Yah, perumpamaan itu sepetinya memang telah melekat erat dijiwaku. Walaupun pada kenyataannya aku bukanlah setangkai mawar.  

***
Rasanya tidaklah seperti menginjakkan kaki diatas lantai yang tepat berada dibawah kaki ini. Hujan seketika mengguyur tanah yang tengah haus akan kehadirannya setelah sepanjang hari terpanggang oleh sengatan sinar mentari yang terik. Angin malam yang berhembus kencang, membuat jiwa ini seakan ingin jua terbang bersamanya, ingin ku ikuti langkahnya, membawa seluruh penat didada ini.

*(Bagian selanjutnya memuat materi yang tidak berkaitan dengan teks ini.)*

impl<T: Transport> SyncEngine<T> {
    /// Load persisted state and build an engine. Does not start a round.
    pub async fn open(deps: SyncDeps<T>) -> StorageResult<Self> {
        let SyncDeps {
            store,
            transport,
            connectivity,
            clock,
            retry,
            reload_each_round,
        } = deps;

        let device_id = load_or_create_device_id(store.as_ref(), clock.now()).await?;
        let queue = PendingQueue::load(Arc::clone(&store)).await?;
        let watermark = Watermark::load(Arc::clone(&store)).await?;
        let was_online = connectivity.is_online();

        debug!(
            device_id = %device_id,
            pending = queue.len(),
            "sync engine opened"
        );

        Ok(SyncEngine {
            transport,
            connectivity,
            clock,
            retry,
            store: Arc::clone(&store),
            reload_each_round,
            queue: tokio::sync::Mutex::new(queue),
            watermark: tokio::sync::Mutex::new(watermark),
            tokens: TokenStore::new(Arc::clone(&store)),
            cache: SnapshotCache::new(store),
            device_id,
            in_progress: AtomicBool::new(false),
            was_online: AtomicBool::new(was_online),
            attempts: Mutex::new(AttemptLog::default()),
        })
    }

    /// Run at most one round.
    pub async fn sync_round(&self) -> RoundOutcome {
        let Some(_in_flight) = InFlight::acquire(&self.in_progress) else {
            debug!("sync skipped: round already in progress");
            return RoundOutcome::Skipped(SkipReason::AlreadyRunning);
        };

        let token = match self.tokens.token().await {
            Ok(Some(token)) => token,
            Ok(None) => {
                debug!("sync skipped: not logged in");
                return RoundOutcome::Skipped(SkipReason::NoToken);
            }
            Err(e) => {
                warn!("sync failed: cannot read token: {}", e);
                return RoundOutcome::Failed(e.to_string());
            }
        };

        if !self.connectivity.is_online() {
            debug!("sync skipped: offline");
            return RoundOutcome::Skipped(SkipReason::Offline);
        }

        let now = self.clock.now();
        {
            let mut attempts = self.attempts.lock().unwrap_or_else(|e| e.into_inner());
            if !self
                .retry
                .should_retry_now(attempts.last_attempt, attempts.failures, now)
            {
                debug!(failures = attempts.failures, "sync skipped: backing off");
                return RoundOutcome::Skipped(SkipReason::Backoff);
            }
            attempts.last_attempt = Some(now);
        }

        if self.reload_each_round {
            if let Err(e) = self.reload().await {
                warn!("sync failed: cannot reload queue: {}", e);
                self.record_failure();
                return RoundOutcome::Failed(e.to_string());
            }
        }

        let operations = self.queue.lock().await.list();
        let last_sync_date = self.watermark.lock().await.get();
        let sent_ids: Vec<OpId> = operations.iter().map(|op| op.id.clone()).collect();
        let request = SyncRequest {
            device_id: self.device_id.clone(),
            last_sync_date,
            pending_operations: operations,
        };

        debug!(operations = sent_ids.len(), "sending sync request");
        let response = match self.transport.push(&token, request).await {
            Ok(response) => response,
            Err(e) => {
                warn!("sync failed: {}", e);
                self.record_failure();
                return RoundOutcome::Failed(e.to_string());
            }
        };

        match self.apply_response(&response, &sent_ids).await {
            Ok((confirmed, 0)) => {
                self.record_success();
                info!(confirmed, "sync complete");
                RoundOutcome::Succeeded { confirmed }
            }
            Ok((confirmed, remaining)) => {
                self.record_success();
                info!(confirmed, remaining, "sync complete with unconfirmed operations");
                RoundOutcome::PartiallySucceeded {
                    confirmed,
                    remaining,
                }
            }
            Err(e) => {
                warn!("sync failed while saving response: {}", e);
                self.record_failure();
                RoundOutcome::Failed(e.to_string())
            }
        }
    }

    /// Run a round. Returns true if the server's response was applied.
    pub async fn sync(&self) -> bool {
        self.sync_round().await.is_success()
    }

    /// Launch-time trigger. Syncs if a token is stored.
    pub async fn start(&self) -> RoundOutcome {
        let outcome = self.sync_round().await;
        debug!(?outcome, "initial sync");
        outcome
    }

    /// React to a connectivity report.
    ///
    /// Runs a round only on an offline to online transition with operations
    /// pending. Returns true if that round succeeded.
    pub async fn handle_connectivity(&self, online: bool) -> bool {
        let was_online = self.was_online.swap(online, Ordering::AcqRel);
        if !online || was_online {
            return false;
        }

        if self.reload_each_round {
            if let Err(e) = self.reload().await {
                warn!("cannot reload queue: {}", e);
            }
        }

        let pending = self.queue.lock().await.len();
        if pending == 0 {
            debug!("back online, nothing to sync");
            return false;
        }

        info!(pending, "back online, syncing pending operations");
        self.sync().await
    }

    /// Queue a mutation, then try to deliver it if online.
    ///
    /// Succeeds once the operation is durably queued; delivery problems only
    /// delay it to a later round.
    pub async fn enqueue(&self, payload: OpPayload) -> StorageResult<OpId> {
        let kind = payload.kind();
        let id = self
            .queue
            .lock()
            .await
            .enqueue(payload, self.clock.now())
            .await?;
        info!(op = %id, %kind, "operation queued");

        if self.connectivity.is_online() {
            let outcome = self.sync_round().await;
            debug!(?outcome, "sync after enqueue");
        }
        Ok(id)
    }

    /// Fetch one collection and cache it under its own name.
    ///
    /// Does not touch the queue or the watermark.
    pub async fn sync_collection(&self, name: &str) -> bool {
        if !is_valid_collection_name(name) {
            warn!("refusing to sync collection '{}'", name);
            return false;
        }
        if !self.connectivity.is_online() {
            debug!(collection = name, "collection sync skipped: offline");
            return false;
        }

        let token = match self.tokens.token().await {
            Ok(token) => token,
            Err(e) => {
                warn!("cannot read token: {}", e);
                None
            }
        };

        let snapshot = match self.transport.fetch_collection(token.as_deref(), name).await {
            Ok(snapshot) => snapshot,
            Err(e) => {
                warn!(collection = name, "collection sync failed: {}", e);
                return false;
            }
        };

        match self.cache.replace(name, &snapshot).await {
            Ok(()) => {
                info!(collection = name, "collection refreshed");
                true
            }
            Err(e) => {
                warn!(collection = name, "cannot cache collection: {}", e);
                false
            }
        }
    }

    /// Replace the in-memory queue and watermark with what the store holds.
    pub async fn reload(&self) -> StorageResult<()> {
        let queue = PendingQueue::load(Arc::clone(&self.store)).await?;
        let watermark = Watermark::load(Arc::clone(&self.store)).await?;
        *self.queue.lock().await = queue;
        *self.watermark.lock().await = watermark;
        Ok(())
    }

    /// Drive [`handle_connectivity`](Self::handle_connectivity) from the
    /// monitor until `cancel` fires.
    pub fn spawn_connectivity_watcher(self: &Arc<Self>, cancel: CancellationToken) -> JoinHandle<()>
    where
        T: 'static,
    {
        let engine = Arc::clone(self);
        let mut rx = self.connectivity.subscribe();
        tokio::spawn(async move {
            loop {
                let online = *rx.borrow_and_update();
                engine.handle_connectivity(online).await;

                tokio::select! {
                    _ = cancel.cancelled() => break,
                    changed = rx.changed() => {
                        if changed.is_err() {
                            break;
                        }
                    }
                }
            }
        })
    }

    /// Remove confirmed operations, cache snapshots, then advance the watermark.
    ///
    /// Returns `(confirmed, remaining)` where `remaining` counts operations
    /// from this round that are still queued.
    async fn apply_response(
        &self,
        response: &SyncResponse,
        sent_ids: &[OpId],
    ) -> StorageResult<(usize, usize)> {
        for (id, error) in response.rejected() {
            warn!(op = %id, "server rejected operation: {}", error.unwrap_or("no reason given"));
        }

        let (confirmed, remaining) = {
            let mut queue = self.queue.lock().await;
            let confirmed = queue
                .remove_confirmed(response.confirmed_ids().map(String::as_str))
                .await?;
            let remaining = sent_ids.iter().filter(|id| queue.contains(id)).count();
            (confirmed, remaining)
        };

        let replaced = self.cache.apply(response).await?;
        if !replaced.is_empty() {
            debug!(?replaced, "cached collections replaced");
        }

        let to = response.last_sync_date.unwrap_or_else(|| self.clock.now());
        self.watermark.lock().await.advance(to).await?;

        Ok((confirmed, remaining))
    }

    fn record_failure(&self) {
        let mut attempts = self.attempts.lock().unwrap_or_else(|e| e.into_inner());
        attempts.failures = attempts.failures.saturating_add(1);
    }

    fn record_success(&self) {
        let mut attempts = self.attempts.lock().unwrap_or_else(|e| e.into_inner());
        attempts.failures = 0;
    }

    pub fn device_id(&self) -> &str {
        &self.device_id
    }

    pub fn phase(&self) -> SyncPhase {
        if self.in_progress.load(Ordering::Acquire) {
            SyncPhase::Syncing
        } else {
            SyncPhase::Idle
        }
    }

    pub fn is_online(&self) -> bool {
        self.connectivity.is_online()
    }

    pub fn consecutive_failures(&self) -> u32 {
        self.attempts
            .lock()
            .unwrap_or_else(|e| e.into_inner())
            .failures
    }

    pub async fn pending_count(&self) -> usize {
        self.queue.lock().await.len()
    }

    /// Queued operations, oldest first.
    pub async fn pending(&self) -> Vec<PendingOperation> {
        self.queue.lock().await.list()
    }

    pub async fn last_sync_date(&self) -> Option<DateTime<Utc>> {
        self.watermark.lock().await.get()
    }

    pub async fn status(&self) -> SyncStatus {
        SyncStatus {
            device_id: self.device_id.clone(),
            pending: self.pending_count().await,
            last_sync_date: self.last_sync_date().await,
            online: self.is_online(),
            phase: self.phase(),
            consecutive_failures: self.consecutive_failures(),
        }
    }

    pub fn tokens(&self) -> &TokenStore {
        &self.tokens
    }

    pub fn cache(&self) -> &SnapshotCache {
        &self.cache
    }
}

Terpikir dibenakku, mengapa rasanya Tuhan tak penah berpihak padaku. Entah sudah berapa billion detik, kaki ini masih sering terpaku di tempat yang sama. Goresan jejak langkah kaki itu pun masih terekam jelas dalam mata kalbu ini. Pun dengan uraian kata terakhir itu, masih melekat indah dalam jelaga hati. Ingatan ku pun langsung menerawang menuju ke dimensi waktu yang tidak akan pernah bisa terurai dan terenskripsi lagi. Hanya ada sebuah tatapan nanar tanpa arti, yang akan mulai menari dan bergolak didalam ruang rindu yang akan terus menerus memberontak dan menggelorakan sanubari ini.

Kugeser arah duduk ku, sembari mengambil sebuah catatan kecil, lengkap berserta pena berwarna biru, dari dalam tas hitam yang mempunyai corak merah sebagai pemanis. Hari ini tepat pukul 09.00 WIB, di bandara Radin Intan, ku mulai menggoreskan pena ini, goresan yang ke 240 akan kembali aku ukir dan kudedikasikan untuknya. Pagi ini tepat sudah 5 tahun, dimana dia meninggalkanku dalam sunyi, sepi dan tersekat oleh kesendirian di negeri ini. Lembar demi lembar catatan kecil ini, mulai terus terangkai dan membentuk suatu sinergi yang saling bertautan satu demi satu dalam setiap minggunya. Tepat pada detik ini pula, pesawat penerbangan ke Seoul itu mulai bergerak dengan perlahan-lahan untuk meninggalkan bumi Indonesia, serta meninggalkan tubuh ini dalam bingkai sepi.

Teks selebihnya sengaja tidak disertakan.